Dataset entries
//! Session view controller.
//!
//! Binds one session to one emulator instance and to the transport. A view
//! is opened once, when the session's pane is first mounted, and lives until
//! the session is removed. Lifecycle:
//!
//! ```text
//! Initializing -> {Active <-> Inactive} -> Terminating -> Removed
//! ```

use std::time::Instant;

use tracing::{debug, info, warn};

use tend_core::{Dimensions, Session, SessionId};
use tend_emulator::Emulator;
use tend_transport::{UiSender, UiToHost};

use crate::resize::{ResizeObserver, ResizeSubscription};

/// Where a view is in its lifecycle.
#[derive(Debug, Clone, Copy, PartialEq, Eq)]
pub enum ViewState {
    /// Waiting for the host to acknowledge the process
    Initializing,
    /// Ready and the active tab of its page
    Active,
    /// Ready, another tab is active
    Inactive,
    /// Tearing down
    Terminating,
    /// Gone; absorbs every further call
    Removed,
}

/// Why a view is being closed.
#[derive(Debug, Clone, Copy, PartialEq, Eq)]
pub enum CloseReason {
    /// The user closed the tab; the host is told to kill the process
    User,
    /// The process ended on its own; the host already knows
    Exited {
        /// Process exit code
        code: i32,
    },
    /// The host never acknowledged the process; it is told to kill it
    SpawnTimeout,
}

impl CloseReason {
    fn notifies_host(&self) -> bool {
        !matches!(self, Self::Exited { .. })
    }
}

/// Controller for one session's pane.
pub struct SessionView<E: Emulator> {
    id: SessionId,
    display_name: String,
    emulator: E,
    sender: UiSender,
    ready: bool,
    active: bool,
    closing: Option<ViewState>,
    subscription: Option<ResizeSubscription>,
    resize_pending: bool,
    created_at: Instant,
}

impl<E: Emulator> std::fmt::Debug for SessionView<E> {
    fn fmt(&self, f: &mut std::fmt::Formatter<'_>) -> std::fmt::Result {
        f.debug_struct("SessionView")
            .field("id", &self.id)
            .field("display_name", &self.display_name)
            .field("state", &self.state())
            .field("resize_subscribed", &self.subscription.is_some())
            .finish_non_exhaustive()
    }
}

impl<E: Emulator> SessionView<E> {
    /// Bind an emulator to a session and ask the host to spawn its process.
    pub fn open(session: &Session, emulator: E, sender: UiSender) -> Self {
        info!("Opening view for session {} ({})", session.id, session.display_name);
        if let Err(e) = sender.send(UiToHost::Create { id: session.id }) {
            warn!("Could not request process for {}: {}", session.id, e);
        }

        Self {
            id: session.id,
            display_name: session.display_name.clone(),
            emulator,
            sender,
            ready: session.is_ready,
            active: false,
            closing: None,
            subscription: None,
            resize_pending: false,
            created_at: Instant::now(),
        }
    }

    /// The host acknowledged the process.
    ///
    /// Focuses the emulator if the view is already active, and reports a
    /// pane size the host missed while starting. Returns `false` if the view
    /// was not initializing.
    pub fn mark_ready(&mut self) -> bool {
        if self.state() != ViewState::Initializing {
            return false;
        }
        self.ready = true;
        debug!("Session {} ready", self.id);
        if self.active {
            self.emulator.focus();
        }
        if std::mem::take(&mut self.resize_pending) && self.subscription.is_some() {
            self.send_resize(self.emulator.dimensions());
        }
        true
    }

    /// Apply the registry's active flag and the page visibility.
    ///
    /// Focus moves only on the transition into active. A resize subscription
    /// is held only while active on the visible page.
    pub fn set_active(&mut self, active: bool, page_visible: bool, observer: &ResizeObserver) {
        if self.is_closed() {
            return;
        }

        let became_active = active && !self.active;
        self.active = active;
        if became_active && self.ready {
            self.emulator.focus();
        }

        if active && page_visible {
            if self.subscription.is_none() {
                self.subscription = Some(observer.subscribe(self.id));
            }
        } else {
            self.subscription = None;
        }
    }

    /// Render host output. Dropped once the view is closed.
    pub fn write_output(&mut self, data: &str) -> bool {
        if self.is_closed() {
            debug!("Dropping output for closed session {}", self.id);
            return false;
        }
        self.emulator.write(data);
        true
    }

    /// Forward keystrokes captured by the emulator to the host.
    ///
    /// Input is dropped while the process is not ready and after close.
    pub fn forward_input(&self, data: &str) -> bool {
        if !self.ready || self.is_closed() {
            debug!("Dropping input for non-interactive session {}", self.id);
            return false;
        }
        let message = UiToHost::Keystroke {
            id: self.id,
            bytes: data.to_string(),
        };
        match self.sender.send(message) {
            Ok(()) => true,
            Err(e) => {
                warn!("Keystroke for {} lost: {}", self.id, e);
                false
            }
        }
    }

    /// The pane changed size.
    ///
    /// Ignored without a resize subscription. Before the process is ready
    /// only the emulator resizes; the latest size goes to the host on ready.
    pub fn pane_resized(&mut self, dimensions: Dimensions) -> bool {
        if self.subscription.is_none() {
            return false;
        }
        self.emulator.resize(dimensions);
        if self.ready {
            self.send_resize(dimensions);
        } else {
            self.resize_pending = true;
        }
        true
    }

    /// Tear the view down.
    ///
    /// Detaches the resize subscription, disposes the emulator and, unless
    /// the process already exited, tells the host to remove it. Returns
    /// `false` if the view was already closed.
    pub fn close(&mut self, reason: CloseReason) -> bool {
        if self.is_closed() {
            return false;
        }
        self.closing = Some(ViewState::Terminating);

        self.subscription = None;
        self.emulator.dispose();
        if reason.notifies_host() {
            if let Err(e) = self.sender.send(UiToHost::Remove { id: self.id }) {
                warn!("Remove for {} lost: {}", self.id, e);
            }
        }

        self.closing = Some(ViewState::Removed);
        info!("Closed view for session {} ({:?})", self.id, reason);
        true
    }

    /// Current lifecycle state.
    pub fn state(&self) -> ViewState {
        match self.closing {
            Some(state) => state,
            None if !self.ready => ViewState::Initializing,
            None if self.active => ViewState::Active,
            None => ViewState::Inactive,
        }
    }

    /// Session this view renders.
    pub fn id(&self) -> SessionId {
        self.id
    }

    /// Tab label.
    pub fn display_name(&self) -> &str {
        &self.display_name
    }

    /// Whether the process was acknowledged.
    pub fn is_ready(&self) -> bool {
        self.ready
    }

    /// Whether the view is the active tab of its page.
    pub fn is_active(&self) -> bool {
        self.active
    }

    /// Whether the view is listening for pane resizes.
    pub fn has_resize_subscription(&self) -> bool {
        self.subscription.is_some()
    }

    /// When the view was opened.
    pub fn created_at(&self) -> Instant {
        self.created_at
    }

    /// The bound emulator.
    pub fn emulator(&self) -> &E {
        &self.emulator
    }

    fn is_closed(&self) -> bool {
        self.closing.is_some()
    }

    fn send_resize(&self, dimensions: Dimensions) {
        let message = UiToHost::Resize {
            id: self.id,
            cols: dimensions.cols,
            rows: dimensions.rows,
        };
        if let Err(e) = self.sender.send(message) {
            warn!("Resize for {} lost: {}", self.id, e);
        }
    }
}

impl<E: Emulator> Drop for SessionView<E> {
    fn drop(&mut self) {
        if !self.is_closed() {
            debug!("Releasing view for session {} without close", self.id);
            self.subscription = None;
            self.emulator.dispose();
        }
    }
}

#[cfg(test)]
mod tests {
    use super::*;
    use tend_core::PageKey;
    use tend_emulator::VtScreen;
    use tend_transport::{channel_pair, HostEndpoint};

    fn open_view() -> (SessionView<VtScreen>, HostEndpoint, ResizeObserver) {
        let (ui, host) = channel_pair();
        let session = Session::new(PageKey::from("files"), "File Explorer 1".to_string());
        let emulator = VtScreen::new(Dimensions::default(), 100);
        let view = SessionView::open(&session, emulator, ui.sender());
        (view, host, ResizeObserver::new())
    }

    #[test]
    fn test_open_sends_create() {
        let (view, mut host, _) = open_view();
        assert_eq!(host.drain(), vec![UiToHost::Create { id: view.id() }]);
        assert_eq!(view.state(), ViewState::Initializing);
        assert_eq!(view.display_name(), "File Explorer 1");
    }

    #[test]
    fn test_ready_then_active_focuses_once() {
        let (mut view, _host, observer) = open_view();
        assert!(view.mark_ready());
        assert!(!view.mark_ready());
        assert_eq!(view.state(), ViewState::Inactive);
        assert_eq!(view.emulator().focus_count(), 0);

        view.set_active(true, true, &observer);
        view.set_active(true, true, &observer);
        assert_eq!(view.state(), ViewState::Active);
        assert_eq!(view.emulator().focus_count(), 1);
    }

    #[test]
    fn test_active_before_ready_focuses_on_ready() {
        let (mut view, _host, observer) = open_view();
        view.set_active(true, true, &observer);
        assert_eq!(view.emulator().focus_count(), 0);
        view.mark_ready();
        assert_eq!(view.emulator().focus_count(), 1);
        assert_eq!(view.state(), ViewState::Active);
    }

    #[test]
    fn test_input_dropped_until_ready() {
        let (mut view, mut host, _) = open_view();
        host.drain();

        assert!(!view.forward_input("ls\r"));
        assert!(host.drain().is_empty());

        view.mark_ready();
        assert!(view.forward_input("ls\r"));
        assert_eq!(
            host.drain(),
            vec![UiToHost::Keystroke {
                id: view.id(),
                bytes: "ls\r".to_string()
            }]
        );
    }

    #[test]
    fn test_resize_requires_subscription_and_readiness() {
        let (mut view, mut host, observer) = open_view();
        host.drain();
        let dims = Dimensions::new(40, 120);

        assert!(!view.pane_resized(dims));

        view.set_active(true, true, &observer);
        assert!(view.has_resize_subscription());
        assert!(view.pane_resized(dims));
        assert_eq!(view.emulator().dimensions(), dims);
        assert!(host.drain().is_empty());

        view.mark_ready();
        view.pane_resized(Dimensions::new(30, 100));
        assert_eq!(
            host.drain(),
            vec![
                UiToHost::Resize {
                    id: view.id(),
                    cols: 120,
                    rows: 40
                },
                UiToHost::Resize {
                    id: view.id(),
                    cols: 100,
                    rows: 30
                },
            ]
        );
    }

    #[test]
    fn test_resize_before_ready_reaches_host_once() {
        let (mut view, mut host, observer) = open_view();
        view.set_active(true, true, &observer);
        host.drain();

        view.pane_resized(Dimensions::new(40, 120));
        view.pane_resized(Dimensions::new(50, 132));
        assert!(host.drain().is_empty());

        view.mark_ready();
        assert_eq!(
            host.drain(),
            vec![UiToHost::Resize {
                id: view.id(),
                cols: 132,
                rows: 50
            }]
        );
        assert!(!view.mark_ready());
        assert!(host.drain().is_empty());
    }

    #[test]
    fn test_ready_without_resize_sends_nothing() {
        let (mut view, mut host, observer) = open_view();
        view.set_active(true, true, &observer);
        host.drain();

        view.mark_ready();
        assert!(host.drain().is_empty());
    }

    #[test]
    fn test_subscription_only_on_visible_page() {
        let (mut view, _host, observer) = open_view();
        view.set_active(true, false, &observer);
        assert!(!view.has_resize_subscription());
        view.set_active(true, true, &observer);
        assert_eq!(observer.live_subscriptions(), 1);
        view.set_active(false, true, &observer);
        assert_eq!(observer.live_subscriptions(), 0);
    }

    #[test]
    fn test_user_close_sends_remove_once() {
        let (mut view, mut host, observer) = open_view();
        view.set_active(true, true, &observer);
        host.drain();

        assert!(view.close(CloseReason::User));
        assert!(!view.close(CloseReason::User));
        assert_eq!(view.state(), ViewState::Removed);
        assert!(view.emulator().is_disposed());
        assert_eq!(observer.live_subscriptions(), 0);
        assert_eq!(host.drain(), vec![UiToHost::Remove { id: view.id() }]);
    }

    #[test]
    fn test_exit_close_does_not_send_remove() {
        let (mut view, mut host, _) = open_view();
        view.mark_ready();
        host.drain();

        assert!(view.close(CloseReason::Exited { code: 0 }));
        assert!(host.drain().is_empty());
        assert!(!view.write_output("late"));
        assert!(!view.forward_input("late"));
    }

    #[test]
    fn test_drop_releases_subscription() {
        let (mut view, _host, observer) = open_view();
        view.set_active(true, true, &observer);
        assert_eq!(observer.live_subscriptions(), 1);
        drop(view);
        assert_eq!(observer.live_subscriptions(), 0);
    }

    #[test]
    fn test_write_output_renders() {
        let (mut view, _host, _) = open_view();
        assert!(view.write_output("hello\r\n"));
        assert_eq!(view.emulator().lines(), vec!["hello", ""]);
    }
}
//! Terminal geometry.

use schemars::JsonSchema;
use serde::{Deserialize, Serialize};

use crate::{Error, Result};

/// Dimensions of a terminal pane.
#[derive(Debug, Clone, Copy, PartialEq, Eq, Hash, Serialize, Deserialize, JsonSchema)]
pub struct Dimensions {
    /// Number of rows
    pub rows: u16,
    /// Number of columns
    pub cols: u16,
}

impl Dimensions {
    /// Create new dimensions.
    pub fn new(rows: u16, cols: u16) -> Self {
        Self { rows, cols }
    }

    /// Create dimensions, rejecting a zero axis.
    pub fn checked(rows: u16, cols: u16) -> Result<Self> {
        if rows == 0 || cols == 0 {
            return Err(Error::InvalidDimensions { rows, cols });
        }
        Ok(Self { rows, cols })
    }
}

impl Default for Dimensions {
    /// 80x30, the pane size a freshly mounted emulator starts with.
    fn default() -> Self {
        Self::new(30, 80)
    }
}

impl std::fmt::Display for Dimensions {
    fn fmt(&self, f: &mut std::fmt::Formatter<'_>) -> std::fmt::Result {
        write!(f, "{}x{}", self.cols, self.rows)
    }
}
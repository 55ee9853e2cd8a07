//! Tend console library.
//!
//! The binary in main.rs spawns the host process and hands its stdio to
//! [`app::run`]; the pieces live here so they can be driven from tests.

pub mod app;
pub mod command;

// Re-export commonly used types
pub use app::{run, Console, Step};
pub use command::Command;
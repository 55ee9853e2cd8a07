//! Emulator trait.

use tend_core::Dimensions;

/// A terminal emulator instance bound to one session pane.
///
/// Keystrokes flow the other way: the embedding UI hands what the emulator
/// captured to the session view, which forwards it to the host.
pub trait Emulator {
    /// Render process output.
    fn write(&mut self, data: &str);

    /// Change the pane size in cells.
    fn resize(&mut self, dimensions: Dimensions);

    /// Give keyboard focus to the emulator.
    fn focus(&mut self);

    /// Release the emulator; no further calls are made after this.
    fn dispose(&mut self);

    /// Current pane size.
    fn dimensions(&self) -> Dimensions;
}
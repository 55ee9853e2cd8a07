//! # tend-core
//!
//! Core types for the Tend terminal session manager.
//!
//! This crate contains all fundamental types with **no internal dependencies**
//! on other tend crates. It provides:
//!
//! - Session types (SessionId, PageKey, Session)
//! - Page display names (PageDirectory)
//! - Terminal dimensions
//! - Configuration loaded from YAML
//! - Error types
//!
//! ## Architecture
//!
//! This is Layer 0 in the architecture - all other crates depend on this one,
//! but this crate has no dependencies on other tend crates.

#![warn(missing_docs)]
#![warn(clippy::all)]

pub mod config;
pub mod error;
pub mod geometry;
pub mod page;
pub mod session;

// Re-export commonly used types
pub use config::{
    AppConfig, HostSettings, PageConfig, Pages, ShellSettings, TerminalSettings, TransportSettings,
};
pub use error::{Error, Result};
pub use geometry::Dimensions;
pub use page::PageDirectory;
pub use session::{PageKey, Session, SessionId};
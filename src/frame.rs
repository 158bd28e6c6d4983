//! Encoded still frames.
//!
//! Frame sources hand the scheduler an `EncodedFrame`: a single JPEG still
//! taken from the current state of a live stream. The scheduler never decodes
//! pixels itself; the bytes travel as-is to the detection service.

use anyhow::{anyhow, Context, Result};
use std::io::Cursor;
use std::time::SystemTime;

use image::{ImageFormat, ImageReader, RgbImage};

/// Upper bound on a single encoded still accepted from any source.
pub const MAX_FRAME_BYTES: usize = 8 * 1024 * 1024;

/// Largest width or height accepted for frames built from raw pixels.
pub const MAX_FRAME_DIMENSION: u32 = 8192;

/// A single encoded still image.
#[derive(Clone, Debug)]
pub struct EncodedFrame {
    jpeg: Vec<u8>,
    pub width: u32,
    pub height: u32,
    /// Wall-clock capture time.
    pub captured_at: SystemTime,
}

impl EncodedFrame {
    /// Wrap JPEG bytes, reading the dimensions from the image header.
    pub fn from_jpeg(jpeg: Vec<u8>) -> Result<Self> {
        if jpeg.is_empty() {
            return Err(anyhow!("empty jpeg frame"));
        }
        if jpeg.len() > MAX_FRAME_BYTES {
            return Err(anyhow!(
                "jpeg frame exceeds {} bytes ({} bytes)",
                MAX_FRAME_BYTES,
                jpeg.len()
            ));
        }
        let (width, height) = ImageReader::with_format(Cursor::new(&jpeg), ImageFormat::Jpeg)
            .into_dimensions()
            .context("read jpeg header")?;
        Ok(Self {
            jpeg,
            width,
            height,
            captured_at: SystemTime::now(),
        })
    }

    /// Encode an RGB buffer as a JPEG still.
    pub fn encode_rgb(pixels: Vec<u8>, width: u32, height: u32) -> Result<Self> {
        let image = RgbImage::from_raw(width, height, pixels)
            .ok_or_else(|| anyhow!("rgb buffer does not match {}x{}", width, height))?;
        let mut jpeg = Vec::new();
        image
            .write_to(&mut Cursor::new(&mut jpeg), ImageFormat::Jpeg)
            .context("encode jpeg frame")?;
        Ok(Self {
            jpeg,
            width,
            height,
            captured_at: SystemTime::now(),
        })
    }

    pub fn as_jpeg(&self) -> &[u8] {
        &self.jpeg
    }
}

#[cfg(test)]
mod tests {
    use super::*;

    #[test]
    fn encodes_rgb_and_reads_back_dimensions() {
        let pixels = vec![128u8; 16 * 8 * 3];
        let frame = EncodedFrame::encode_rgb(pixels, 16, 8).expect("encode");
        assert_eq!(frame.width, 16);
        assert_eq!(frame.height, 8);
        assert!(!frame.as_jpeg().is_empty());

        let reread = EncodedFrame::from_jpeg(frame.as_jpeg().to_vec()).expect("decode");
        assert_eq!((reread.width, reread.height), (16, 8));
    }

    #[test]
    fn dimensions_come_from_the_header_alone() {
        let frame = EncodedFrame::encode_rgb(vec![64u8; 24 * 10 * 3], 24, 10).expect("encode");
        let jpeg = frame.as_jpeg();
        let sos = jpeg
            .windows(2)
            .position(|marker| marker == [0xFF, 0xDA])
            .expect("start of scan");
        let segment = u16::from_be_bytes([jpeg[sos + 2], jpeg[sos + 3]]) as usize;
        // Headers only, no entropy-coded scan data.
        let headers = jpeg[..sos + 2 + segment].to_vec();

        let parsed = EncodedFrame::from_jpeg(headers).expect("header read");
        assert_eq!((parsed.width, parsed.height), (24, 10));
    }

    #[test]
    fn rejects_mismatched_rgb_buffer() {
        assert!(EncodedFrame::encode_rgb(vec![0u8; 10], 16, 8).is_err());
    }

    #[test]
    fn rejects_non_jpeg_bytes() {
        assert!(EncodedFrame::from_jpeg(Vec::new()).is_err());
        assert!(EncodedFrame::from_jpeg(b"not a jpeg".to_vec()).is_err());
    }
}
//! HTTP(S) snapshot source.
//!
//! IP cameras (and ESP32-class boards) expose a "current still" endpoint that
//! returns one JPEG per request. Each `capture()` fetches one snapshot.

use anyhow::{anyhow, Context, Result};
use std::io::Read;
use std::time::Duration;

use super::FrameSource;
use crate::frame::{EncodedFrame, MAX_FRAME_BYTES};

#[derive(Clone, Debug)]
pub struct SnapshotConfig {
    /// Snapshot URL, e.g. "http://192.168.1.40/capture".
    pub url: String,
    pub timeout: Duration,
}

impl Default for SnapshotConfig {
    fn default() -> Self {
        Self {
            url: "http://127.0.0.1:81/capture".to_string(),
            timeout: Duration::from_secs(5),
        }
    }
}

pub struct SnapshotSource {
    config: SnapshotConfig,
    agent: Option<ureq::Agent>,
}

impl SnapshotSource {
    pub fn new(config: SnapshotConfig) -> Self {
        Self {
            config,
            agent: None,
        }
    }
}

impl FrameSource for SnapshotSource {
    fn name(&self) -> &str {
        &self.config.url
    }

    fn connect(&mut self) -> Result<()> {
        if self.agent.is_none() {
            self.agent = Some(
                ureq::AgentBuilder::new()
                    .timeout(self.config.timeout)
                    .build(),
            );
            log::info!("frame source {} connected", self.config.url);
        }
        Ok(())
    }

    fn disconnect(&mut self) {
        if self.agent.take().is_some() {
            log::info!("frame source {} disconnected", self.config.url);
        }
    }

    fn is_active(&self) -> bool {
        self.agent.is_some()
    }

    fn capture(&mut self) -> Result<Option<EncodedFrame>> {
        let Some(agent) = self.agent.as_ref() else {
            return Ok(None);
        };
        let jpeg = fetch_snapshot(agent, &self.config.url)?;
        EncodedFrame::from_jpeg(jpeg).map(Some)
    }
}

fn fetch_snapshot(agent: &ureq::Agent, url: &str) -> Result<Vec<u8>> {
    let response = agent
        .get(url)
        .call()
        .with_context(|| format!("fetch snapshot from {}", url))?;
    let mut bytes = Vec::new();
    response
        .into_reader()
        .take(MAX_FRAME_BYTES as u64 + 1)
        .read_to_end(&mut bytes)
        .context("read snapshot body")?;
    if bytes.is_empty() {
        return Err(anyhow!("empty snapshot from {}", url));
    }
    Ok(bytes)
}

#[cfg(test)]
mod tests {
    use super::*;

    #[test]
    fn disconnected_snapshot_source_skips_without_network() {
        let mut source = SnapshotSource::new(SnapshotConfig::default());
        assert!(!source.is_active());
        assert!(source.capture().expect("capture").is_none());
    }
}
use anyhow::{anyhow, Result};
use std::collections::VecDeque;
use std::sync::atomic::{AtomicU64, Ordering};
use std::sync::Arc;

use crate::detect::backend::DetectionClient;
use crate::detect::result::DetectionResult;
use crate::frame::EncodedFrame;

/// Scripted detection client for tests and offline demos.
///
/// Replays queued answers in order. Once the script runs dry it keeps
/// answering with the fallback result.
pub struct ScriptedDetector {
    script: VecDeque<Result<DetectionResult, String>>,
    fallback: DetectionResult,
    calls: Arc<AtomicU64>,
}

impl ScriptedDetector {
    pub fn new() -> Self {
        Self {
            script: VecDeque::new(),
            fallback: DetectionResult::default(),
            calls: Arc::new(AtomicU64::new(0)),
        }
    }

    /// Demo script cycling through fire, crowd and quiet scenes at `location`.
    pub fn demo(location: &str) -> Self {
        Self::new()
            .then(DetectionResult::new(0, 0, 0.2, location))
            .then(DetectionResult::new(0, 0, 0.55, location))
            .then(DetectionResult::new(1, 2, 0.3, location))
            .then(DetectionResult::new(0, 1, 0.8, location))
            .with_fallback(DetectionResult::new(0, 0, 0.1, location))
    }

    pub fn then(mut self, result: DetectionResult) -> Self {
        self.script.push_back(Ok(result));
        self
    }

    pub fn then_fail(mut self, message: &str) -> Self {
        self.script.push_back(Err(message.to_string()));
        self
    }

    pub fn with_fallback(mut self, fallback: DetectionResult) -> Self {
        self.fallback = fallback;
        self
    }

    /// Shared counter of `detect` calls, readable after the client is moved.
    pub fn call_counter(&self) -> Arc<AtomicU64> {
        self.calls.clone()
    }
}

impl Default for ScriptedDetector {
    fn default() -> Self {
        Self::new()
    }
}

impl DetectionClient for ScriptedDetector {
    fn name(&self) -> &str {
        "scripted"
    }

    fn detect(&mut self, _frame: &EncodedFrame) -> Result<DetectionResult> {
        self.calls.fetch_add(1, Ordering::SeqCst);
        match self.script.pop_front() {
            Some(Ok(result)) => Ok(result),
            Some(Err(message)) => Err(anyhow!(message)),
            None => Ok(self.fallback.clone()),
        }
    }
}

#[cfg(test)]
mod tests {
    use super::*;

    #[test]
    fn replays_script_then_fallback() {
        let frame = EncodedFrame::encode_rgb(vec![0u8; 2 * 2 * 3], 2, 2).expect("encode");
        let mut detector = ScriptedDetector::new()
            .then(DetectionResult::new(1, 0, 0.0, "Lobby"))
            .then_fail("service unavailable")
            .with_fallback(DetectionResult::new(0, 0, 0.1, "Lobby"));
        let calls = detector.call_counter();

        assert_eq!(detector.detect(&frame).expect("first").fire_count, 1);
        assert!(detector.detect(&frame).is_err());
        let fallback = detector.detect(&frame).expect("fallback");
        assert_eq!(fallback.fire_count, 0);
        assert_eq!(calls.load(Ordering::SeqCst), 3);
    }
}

**Assigned task:**
If a line contains the word "Deserialize", it counts; please state how many such lines the records above have, and nothing more.

**Answer for this exercise:**
2